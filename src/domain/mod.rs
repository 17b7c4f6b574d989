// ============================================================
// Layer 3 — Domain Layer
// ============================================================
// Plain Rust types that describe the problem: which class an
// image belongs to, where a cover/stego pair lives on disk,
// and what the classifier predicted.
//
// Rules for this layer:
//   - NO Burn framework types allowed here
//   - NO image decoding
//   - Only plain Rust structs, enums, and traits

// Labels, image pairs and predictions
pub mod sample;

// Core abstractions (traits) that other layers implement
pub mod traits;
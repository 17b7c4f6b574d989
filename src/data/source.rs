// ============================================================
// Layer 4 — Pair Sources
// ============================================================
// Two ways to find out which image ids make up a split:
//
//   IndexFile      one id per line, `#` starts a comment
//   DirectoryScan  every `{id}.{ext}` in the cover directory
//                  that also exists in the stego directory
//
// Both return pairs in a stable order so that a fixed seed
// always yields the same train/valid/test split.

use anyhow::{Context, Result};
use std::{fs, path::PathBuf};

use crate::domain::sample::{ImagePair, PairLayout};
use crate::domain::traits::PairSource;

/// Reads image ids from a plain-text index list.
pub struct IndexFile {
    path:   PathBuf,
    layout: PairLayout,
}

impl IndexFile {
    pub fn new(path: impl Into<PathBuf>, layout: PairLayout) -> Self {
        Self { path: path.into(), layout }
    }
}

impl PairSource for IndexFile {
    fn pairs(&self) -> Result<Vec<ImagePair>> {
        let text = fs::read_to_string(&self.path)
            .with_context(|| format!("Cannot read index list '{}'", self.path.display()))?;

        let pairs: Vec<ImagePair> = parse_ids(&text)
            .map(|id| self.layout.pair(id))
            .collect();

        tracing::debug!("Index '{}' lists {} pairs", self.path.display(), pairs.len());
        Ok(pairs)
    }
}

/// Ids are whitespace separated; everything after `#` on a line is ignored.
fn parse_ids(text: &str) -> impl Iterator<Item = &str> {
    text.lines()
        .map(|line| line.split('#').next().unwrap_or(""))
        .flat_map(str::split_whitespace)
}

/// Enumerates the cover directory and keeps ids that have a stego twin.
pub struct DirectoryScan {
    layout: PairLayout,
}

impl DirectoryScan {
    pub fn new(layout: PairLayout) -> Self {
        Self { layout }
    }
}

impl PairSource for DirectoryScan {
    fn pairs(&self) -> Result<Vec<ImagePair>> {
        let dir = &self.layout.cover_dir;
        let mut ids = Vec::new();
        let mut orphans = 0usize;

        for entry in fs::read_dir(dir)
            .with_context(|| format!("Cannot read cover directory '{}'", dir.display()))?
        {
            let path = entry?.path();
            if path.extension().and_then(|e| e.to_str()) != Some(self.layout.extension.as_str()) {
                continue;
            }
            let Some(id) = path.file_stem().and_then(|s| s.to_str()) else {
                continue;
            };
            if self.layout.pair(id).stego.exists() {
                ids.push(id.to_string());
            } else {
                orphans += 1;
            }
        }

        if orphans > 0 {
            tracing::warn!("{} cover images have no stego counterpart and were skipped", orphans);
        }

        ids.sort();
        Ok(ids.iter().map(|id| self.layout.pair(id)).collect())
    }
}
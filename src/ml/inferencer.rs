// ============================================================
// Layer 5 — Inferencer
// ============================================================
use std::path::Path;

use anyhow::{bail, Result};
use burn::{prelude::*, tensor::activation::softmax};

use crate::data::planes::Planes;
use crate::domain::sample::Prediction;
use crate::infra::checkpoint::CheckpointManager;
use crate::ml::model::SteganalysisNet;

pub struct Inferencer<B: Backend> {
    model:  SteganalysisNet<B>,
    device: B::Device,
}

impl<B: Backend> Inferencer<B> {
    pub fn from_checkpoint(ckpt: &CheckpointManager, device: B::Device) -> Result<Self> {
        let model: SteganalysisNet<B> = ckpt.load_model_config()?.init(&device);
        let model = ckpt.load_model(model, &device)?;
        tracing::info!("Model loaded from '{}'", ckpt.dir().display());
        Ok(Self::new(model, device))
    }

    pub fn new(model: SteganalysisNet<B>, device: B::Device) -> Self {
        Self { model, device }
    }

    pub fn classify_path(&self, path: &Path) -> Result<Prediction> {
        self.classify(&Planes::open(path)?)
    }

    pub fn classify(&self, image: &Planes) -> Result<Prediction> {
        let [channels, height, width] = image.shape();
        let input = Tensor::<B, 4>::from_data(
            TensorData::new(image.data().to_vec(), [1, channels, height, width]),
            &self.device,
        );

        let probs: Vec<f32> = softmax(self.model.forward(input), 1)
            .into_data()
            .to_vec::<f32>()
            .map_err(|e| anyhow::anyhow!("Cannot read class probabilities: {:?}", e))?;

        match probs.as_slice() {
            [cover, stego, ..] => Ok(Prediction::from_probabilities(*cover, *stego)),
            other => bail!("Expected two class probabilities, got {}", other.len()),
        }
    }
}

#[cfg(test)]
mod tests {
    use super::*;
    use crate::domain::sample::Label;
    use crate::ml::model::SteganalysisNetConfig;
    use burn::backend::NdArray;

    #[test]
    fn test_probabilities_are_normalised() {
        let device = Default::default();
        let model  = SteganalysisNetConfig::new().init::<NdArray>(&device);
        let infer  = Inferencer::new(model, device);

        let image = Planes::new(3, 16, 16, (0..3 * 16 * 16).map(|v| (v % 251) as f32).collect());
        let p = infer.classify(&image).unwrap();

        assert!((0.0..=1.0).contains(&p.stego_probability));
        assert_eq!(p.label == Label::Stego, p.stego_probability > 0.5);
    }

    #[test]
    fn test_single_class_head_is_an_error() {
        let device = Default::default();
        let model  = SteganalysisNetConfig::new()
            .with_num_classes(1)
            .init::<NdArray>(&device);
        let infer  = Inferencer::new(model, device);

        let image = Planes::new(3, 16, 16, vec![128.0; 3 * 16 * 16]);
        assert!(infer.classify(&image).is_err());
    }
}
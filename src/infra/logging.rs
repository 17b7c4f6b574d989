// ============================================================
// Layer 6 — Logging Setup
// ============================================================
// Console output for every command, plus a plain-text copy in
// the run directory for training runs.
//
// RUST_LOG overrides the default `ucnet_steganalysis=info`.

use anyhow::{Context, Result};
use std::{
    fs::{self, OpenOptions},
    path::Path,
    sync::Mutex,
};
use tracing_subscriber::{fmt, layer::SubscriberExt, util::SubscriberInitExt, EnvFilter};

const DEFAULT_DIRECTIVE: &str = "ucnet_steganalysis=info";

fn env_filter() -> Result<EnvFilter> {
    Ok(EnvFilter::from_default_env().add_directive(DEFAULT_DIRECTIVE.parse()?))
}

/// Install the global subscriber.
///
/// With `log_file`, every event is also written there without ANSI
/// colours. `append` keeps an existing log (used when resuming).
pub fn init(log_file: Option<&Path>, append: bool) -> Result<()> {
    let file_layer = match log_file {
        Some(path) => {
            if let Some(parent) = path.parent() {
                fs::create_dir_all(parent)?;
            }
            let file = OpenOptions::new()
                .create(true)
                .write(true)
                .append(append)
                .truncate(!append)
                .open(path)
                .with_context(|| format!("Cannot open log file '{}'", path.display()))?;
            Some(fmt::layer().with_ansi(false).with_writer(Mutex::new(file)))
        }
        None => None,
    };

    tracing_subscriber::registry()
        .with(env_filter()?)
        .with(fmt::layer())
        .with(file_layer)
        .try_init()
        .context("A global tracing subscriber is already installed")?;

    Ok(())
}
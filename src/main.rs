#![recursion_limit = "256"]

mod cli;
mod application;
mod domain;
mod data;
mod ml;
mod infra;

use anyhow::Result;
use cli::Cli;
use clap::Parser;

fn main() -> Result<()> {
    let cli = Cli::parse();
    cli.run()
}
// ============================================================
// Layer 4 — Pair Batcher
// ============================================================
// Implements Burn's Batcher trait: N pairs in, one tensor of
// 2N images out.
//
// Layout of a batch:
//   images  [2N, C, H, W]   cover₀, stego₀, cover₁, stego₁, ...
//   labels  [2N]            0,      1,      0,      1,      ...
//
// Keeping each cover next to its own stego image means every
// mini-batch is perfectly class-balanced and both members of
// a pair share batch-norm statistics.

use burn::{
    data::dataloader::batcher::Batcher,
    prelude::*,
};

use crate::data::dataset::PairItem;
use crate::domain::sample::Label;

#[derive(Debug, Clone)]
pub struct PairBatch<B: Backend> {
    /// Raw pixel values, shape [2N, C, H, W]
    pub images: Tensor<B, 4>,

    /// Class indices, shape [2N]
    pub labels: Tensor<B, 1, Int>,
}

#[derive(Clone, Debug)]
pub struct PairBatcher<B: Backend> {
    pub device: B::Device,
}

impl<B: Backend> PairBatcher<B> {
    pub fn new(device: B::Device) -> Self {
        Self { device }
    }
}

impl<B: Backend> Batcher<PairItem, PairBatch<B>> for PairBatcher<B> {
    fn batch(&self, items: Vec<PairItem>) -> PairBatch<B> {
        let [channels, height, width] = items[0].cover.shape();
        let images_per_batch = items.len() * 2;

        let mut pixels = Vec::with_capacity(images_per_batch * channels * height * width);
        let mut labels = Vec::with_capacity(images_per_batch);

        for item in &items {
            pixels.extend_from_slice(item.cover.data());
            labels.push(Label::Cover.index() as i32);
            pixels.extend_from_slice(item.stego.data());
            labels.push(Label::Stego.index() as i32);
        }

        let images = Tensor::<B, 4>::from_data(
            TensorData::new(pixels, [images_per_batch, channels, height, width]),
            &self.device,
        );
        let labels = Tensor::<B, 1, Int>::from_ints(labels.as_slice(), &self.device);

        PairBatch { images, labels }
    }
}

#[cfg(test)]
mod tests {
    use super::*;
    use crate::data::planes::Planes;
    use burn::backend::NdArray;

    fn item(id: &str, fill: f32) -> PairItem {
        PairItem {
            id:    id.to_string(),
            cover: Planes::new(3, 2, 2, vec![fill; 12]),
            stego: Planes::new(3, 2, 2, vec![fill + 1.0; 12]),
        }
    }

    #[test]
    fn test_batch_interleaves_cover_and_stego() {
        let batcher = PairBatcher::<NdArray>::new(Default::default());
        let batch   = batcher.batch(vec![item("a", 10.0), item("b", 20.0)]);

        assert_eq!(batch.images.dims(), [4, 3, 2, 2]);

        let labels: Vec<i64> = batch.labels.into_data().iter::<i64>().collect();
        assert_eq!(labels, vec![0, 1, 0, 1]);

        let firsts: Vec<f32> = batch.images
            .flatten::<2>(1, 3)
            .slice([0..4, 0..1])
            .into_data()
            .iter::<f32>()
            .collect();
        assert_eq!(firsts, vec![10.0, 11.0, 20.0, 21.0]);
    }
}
________________________
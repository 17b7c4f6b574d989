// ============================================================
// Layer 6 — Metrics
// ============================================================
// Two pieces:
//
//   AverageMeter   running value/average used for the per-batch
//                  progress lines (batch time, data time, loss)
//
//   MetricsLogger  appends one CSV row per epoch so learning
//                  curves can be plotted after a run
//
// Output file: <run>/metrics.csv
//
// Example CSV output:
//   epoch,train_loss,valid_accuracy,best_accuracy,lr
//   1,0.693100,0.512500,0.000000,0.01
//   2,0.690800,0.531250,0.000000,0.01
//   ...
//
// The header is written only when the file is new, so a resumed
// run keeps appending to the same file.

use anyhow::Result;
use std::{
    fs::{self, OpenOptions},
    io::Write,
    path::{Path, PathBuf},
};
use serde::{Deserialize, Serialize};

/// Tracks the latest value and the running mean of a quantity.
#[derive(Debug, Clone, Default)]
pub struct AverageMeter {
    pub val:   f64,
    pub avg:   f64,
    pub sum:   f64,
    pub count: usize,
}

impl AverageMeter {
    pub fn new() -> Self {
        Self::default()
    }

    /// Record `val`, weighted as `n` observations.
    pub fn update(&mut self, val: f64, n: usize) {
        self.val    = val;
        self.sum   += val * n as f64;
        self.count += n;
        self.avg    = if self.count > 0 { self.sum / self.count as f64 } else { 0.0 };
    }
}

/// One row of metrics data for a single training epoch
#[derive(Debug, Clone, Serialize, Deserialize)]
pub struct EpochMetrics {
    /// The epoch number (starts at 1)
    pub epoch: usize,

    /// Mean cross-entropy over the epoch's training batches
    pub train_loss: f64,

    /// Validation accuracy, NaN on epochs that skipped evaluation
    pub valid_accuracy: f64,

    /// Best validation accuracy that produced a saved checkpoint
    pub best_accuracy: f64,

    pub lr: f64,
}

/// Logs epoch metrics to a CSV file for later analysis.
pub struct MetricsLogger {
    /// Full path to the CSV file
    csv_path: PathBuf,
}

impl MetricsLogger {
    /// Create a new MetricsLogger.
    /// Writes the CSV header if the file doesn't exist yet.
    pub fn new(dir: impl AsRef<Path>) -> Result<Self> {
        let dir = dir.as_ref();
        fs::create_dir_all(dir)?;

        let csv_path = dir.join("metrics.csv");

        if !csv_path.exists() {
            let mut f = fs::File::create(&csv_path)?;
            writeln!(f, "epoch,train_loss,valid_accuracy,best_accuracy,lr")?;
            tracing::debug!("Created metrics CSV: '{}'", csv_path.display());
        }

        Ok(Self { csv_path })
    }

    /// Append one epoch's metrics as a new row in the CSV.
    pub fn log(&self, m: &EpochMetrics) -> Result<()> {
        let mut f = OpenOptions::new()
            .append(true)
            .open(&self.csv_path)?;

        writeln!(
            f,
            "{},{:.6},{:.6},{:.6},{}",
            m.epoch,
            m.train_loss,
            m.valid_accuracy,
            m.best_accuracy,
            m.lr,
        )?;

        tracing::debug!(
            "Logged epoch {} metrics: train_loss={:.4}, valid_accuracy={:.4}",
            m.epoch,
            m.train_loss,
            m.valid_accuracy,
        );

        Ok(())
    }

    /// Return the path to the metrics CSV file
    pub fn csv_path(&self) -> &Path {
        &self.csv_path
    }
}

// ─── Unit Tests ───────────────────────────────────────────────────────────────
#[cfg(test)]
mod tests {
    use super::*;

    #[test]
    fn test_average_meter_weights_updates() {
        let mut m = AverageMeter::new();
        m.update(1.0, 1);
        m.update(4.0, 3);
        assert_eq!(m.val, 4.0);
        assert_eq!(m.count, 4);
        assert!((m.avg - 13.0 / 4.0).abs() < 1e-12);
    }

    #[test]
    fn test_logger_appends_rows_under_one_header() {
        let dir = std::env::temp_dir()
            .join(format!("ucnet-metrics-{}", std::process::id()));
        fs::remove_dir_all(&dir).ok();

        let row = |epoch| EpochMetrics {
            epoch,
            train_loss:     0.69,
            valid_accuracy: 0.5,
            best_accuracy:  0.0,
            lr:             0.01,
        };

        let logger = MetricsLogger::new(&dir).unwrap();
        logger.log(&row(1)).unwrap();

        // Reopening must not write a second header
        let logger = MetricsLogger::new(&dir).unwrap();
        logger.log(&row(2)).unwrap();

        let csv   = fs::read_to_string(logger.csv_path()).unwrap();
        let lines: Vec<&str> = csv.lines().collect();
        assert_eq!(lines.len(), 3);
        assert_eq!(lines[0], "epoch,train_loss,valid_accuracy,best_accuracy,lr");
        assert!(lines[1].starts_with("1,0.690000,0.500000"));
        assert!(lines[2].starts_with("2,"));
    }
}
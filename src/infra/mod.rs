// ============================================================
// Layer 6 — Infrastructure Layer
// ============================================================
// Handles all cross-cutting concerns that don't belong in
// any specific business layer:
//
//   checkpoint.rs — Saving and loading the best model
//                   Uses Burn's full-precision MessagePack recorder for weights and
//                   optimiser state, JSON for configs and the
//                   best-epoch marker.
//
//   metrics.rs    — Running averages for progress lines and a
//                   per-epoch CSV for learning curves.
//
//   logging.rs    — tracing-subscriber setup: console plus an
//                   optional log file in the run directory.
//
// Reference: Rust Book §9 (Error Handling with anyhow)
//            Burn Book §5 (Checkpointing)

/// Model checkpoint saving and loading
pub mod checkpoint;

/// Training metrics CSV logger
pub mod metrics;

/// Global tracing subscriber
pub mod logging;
________________________
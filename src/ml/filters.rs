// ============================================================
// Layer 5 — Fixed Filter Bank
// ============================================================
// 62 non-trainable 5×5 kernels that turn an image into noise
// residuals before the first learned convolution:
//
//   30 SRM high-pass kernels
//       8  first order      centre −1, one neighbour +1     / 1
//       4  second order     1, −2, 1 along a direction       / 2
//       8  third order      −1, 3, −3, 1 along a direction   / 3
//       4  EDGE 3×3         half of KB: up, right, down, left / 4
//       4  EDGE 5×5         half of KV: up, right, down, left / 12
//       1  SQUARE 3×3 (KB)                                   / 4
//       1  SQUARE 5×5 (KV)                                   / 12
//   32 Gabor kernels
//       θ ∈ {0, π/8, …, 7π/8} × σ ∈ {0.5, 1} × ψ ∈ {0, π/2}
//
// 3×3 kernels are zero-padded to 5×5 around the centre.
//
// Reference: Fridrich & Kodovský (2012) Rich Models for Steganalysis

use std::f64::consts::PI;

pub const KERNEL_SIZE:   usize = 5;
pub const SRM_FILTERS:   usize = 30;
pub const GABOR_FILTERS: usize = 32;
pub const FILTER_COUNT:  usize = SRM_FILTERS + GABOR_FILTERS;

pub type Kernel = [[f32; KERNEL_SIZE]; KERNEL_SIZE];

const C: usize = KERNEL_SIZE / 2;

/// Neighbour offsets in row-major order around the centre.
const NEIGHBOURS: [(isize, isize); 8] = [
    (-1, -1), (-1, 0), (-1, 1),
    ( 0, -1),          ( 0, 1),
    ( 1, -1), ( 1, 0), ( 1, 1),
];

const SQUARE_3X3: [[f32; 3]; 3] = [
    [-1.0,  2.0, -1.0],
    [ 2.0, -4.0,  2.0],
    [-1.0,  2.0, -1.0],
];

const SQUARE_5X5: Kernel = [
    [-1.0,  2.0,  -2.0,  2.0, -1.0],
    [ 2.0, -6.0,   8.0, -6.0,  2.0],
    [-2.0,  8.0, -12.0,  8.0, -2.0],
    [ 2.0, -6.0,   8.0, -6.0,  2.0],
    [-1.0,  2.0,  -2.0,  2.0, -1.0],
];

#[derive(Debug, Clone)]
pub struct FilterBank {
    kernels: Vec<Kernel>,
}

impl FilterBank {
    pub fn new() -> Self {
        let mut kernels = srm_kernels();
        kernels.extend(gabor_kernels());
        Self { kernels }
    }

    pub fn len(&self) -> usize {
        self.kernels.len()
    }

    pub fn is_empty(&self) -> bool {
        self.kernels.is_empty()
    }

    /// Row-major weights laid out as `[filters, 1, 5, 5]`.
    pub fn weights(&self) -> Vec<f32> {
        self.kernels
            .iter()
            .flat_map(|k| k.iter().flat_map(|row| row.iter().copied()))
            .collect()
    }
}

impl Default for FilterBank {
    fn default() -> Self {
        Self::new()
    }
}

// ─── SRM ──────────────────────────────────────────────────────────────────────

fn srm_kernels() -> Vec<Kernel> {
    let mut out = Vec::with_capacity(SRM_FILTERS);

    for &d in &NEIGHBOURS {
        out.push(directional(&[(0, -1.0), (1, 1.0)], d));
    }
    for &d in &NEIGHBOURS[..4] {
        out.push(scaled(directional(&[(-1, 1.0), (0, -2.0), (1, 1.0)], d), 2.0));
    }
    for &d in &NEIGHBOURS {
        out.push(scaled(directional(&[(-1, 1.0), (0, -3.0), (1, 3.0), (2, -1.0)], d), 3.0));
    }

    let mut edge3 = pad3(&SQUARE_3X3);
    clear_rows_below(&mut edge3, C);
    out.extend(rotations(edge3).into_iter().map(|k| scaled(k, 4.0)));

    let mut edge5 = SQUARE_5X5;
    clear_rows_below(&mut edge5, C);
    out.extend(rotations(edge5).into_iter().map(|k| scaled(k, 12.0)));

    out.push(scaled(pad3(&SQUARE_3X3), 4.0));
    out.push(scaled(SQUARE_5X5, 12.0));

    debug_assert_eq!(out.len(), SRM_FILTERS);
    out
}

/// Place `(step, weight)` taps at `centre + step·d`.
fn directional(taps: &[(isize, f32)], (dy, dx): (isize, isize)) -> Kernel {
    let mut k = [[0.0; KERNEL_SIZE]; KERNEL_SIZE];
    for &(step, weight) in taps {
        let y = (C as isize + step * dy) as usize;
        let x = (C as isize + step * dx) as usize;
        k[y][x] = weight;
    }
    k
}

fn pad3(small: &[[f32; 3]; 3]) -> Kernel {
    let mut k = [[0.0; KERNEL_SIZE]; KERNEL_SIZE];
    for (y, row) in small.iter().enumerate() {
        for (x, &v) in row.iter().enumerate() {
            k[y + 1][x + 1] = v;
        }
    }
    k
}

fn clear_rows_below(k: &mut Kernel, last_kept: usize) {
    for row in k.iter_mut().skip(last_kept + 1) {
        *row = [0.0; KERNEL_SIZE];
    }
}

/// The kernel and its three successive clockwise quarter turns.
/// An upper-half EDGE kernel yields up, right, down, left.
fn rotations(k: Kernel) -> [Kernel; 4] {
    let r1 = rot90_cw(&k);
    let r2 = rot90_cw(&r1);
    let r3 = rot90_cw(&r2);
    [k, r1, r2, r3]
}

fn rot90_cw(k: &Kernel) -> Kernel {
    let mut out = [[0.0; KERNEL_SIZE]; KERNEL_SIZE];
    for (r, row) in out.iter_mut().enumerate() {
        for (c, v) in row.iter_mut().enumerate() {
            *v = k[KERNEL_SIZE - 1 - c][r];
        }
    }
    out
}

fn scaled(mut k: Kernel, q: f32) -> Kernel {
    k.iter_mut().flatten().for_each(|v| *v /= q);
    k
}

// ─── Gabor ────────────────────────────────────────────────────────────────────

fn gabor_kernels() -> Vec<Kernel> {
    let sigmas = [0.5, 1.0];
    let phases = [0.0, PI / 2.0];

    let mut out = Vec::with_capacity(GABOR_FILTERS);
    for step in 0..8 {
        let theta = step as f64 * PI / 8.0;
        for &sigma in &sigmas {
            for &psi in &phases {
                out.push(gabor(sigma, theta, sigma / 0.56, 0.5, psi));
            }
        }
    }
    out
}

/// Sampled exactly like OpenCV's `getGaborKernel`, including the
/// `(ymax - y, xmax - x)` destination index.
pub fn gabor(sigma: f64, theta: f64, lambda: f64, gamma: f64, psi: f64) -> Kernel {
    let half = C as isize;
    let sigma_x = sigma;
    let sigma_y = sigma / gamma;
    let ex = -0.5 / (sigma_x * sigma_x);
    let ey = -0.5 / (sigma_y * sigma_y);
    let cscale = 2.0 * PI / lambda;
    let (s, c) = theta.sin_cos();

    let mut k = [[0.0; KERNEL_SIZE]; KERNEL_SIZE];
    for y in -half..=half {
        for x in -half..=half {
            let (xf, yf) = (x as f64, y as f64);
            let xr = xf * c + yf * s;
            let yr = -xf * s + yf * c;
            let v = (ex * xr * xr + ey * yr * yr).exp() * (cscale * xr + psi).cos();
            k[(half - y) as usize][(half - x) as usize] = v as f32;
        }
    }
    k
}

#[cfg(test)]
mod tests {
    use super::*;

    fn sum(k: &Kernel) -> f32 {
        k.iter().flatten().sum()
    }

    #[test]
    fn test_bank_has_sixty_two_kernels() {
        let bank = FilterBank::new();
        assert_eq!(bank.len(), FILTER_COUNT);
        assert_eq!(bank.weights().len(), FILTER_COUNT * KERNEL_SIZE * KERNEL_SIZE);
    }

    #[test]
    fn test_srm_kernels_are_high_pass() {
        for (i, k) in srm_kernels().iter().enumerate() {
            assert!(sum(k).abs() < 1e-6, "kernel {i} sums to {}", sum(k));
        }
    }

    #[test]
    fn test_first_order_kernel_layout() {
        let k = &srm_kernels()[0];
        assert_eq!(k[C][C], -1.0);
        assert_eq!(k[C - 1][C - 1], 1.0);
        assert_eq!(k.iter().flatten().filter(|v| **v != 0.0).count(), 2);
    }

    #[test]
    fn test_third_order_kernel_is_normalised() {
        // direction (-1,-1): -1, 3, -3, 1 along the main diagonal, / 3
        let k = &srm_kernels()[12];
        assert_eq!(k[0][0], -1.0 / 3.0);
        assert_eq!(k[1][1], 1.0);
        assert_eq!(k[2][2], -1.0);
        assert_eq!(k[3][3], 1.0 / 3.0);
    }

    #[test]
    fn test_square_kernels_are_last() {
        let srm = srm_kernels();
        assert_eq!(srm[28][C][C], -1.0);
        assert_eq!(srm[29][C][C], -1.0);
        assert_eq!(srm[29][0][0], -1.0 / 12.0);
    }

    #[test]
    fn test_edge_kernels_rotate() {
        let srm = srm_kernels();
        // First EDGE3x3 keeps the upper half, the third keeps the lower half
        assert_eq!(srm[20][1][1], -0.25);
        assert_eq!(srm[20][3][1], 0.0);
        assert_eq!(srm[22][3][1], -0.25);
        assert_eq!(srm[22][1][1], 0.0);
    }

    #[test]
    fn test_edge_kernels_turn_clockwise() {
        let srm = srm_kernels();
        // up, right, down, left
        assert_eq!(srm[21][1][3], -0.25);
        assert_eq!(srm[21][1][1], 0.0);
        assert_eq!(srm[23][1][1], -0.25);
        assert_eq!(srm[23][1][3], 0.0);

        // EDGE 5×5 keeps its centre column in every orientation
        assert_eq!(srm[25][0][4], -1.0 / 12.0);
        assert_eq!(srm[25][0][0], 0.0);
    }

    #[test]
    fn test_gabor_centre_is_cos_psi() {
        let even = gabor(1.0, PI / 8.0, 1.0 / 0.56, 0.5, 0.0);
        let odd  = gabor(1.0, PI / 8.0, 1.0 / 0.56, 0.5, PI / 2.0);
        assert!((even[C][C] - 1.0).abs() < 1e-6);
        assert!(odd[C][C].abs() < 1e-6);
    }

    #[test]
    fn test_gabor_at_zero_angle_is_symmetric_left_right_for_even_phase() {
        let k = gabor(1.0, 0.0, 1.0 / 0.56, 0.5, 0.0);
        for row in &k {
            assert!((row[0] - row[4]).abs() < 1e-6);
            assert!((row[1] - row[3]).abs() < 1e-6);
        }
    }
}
________________________
-- Work instruction --
From the records above, transcribe exactly the run of lines that opens with the line holding "filename src/infra/logging.rs" and closes with the line holding "pub fn init(log_file: Option<&Path>, append: bool)", both included.

-- Answer space --
filename src/infra/logging.rs
repository 17b7c4f6b574d989
// ============================================================
// Layer 6 — Logging Setup
// ============================================================
// Console output for every command, plus a plain-text copy in
// the run directory for training runs.
//
// RUST_LOG overrides the default `ucnet_steganalysis=info`.

use anyhow::{Context, Result};
use std::{
    fs::{self, OpenOptions},
    path::Path,
    sync::Mutex,
};
use tracing_subscriber::{fmt, layer::SubscriberExt, util::SubscriberInitExt, EnvFilter};

const DEFAULT_DIRECTIVE: &str = "ucnet_steganalysis=info";

fn env_filter() -> Result<EnvFilter> {
    Ok(EnvFilter::from_default_env().add_directive(DEFAULT_DIRECTIVE.parse()?))
}

/// Install the global subscriber.
///
/// With `log_file`, every event is also written there without ANSI
/// colours. `append` keeps an existing log (used when resuming).
pub fn init(log_file: Option<&Path>, append: bool) -> Result<()> {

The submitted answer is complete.